(Records from a collection)
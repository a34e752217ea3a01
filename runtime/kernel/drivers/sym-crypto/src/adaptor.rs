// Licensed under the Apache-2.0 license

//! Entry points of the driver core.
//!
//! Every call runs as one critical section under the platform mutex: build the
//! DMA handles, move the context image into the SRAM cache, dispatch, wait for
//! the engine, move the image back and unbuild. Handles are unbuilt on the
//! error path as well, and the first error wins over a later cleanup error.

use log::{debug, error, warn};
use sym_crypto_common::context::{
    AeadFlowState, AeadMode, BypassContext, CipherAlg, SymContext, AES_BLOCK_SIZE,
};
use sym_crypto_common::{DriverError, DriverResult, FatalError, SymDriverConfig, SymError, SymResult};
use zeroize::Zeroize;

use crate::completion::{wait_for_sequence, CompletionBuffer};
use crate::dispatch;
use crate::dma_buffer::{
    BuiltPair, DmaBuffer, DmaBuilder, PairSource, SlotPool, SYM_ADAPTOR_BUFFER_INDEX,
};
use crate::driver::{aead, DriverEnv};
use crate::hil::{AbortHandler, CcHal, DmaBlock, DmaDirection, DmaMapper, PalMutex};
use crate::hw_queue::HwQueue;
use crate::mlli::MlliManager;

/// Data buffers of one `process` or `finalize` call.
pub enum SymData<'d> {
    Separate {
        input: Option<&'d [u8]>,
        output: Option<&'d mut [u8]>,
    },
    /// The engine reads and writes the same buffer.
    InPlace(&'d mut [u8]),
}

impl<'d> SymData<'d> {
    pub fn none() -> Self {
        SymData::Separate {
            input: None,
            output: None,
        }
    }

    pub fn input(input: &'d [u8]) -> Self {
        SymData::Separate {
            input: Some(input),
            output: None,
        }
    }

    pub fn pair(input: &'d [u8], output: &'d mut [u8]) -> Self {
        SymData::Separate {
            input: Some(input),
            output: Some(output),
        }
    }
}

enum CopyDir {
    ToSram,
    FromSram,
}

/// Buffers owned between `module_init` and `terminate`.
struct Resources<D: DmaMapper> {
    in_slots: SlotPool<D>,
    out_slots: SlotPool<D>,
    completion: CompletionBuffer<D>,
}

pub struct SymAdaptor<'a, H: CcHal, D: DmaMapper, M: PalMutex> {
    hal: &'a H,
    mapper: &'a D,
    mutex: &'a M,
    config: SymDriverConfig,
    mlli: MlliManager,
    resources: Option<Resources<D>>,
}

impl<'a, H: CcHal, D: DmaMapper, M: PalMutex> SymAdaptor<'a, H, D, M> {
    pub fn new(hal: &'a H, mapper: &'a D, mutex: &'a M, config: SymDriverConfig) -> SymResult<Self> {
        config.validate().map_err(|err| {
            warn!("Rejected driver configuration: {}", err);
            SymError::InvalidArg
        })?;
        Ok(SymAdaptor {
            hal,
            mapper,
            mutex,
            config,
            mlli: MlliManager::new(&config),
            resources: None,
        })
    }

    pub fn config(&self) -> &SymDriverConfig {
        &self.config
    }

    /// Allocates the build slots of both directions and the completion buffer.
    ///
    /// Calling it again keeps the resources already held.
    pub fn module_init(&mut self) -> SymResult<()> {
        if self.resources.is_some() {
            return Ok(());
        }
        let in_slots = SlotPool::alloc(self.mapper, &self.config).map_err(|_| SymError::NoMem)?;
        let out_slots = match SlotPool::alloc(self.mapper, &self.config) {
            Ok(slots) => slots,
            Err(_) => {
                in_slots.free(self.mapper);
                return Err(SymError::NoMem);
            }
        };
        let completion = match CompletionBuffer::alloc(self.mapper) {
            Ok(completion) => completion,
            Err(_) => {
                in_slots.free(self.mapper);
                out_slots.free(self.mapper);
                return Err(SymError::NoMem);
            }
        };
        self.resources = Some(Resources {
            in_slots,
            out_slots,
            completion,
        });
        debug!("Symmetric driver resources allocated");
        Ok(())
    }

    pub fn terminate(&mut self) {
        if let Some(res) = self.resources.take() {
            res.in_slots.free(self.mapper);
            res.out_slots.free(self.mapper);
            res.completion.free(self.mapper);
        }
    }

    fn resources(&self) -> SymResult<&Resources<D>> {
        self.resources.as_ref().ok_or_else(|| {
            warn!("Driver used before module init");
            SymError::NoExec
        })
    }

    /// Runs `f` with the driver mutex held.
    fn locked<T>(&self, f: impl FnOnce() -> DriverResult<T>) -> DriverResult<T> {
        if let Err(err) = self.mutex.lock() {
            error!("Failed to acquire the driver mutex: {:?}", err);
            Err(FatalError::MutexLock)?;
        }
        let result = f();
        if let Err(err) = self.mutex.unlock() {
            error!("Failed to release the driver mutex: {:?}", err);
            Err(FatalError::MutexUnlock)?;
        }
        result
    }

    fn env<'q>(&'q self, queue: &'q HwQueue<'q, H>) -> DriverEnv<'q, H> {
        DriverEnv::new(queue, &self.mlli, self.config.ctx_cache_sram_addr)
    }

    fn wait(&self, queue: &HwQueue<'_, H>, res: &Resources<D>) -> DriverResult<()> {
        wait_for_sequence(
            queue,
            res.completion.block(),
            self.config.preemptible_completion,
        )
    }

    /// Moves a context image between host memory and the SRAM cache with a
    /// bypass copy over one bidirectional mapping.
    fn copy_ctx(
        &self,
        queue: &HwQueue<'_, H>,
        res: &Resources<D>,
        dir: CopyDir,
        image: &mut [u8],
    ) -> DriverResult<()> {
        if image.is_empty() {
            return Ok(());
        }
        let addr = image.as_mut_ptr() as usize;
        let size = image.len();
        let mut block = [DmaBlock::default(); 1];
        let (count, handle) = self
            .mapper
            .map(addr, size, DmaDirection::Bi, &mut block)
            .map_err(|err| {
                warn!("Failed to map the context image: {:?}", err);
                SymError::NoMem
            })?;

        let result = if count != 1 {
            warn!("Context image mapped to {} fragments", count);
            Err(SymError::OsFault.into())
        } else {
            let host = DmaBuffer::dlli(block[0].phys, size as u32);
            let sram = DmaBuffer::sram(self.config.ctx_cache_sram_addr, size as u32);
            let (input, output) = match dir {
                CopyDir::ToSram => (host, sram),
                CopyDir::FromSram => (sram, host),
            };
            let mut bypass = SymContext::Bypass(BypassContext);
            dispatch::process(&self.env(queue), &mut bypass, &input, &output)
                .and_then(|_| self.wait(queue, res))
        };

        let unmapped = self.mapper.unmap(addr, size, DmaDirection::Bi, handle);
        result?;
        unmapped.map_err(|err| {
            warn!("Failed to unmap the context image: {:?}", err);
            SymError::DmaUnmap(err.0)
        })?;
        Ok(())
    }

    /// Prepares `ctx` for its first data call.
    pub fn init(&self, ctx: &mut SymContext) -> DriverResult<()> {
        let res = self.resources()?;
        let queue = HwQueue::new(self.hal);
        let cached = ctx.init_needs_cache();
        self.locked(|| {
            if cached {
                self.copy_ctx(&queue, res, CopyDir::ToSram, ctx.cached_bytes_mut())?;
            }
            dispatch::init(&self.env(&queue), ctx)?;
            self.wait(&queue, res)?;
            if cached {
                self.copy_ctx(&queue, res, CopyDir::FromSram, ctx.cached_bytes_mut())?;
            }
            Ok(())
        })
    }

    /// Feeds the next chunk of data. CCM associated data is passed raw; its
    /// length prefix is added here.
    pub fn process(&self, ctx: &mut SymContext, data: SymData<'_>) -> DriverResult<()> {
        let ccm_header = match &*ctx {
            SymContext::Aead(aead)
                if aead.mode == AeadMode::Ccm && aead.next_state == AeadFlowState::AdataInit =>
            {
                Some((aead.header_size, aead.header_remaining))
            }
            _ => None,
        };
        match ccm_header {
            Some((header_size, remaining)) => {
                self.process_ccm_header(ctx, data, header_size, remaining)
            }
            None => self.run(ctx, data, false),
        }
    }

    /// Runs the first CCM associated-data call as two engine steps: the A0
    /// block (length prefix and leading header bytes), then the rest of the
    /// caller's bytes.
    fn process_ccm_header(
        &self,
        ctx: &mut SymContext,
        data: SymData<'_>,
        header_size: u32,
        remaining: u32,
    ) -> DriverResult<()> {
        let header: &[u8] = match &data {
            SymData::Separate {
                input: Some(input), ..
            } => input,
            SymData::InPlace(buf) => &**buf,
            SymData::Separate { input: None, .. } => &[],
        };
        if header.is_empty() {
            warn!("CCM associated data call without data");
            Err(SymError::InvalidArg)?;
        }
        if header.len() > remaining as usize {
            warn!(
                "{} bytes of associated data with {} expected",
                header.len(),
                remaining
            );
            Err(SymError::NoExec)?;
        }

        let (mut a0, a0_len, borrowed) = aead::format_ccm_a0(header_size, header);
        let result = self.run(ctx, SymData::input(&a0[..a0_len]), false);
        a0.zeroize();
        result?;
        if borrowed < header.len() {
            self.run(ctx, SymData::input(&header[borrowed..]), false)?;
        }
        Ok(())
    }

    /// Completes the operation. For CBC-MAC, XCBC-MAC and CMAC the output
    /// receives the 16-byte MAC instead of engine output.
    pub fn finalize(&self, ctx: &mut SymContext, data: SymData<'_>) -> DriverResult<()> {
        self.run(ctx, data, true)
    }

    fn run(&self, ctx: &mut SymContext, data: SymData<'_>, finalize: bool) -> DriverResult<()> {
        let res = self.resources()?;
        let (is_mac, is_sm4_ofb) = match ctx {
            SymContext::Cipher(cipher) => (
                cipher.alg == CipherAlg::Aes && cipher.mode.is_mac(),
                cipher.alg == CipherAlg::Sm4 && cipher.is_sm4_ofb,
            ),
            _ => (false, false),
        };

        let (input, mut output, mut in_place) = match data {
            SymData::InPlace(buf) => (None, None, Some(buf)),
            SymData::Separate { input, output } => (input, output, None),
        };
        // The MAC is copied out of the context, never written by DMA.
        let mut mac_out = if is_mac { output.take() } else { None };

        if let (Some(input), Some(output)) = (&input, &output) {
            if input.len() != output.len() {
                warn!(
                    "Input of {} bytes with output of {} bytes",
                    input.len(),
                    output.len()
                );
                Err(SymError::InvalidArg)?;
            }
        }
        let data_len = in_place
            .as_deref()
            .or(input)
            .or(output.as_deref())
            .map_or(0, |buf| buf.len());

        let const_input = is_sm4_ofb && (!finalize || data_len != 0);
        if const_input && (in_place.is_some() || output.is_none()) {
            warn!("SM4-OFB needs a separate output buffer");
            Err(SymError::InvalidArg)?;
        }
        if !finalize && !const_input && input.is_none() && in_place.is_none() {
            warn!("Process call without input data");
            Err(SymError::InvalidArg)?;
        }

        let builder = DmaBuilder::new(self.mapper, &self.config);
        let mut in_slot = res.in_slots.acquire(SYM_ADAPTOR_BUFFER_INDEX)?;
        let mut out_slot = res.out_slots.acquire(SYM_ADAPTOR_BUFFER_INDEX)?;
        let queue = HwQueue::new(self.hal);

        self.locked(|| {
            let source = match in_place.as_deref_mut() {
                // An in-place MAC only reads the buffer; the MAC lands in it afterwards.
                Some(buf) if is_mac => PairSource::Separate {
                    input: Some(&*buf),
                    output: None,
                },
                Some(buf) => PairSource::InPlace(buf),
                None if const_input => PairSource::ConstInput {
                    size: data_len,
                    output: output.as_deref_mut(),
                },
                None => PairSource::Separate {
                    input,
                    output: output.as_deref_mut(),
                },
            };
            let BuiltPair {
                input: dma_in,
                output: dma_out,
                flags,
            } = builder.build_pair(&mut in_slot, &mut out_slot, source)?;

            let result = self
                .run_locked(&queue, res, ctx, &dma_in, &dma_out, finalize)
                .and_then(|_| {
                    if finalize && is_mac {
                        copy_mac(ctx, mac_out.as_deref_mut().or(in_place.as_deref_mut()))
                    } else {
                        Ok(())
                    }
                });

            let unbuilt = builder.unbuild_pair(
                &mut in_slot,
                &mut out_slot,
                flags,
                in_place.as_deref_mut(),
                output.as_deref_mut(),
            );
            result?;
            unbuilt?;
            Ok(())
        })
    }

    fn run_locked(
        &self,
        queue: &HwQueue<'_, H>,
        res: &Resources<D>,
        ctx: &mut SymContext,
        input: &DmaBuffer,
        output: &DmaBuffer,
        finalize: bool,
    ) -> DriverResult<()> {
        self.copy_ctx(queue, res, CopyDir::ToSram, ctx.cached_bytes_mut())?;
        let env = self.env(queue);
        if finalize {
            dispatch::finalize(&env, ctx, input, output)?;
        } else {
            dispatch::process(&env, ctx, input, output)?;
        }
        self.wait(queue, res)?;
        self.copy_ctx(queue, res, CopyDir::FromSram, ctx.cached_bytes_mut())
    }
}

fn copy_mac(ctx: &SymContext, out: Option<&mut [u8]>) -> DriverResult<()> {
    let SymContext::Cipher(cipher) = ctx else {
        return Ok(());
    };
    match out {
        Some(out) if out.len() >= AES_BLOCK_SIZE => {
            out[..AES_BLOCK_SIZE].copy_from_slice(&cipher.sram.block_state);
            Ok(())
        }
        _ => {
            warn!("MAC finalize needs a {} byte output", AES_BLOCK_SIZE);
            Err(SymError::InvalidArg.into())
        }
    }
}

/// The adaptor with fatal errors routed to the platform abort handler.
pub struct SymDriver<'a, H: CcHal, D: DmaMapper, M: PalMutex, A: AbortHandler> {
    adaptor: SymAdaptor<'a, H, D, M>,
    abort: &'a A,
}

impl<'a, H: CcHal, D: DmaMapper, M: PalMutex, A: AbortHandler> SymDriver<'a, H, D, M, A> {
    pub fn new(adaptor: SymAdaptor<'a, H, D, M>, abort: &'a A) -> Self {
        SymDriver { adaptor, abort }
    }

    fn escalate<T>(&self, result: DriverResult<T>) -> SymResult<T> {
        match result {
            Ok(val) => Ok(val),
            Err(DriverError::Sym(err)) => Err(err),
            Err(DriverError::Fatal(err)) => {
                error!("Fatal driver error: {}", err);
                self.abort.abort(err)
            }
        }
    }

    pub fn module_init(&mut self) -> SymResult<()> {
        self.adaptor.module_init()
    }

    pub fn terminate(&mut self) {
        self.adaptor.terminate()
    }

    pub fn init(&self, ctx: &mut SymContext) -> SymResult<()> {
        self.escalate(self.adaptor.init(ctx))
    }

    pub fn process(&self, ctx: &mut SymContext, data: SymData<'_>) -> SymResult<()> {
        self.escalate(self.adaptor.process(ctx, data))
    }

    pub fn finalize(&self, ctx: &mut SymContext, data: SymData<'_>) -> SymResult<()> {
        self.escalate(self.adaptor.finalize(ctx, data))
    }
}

#### Task brief
Note every line of the records that holds the word "acquire", and copy it.

#### Written response
            error!("Failed to acquire the driver mutex: {:?}", err);
        let mut in_slot = res.in_slots.acquire(SYM_ADAPTOR_BUFFER_INDEX)?;
        let mut out_slot = res.out_slots.acquire(SYM_ADAPTOR_BUFFER_INDEX)?;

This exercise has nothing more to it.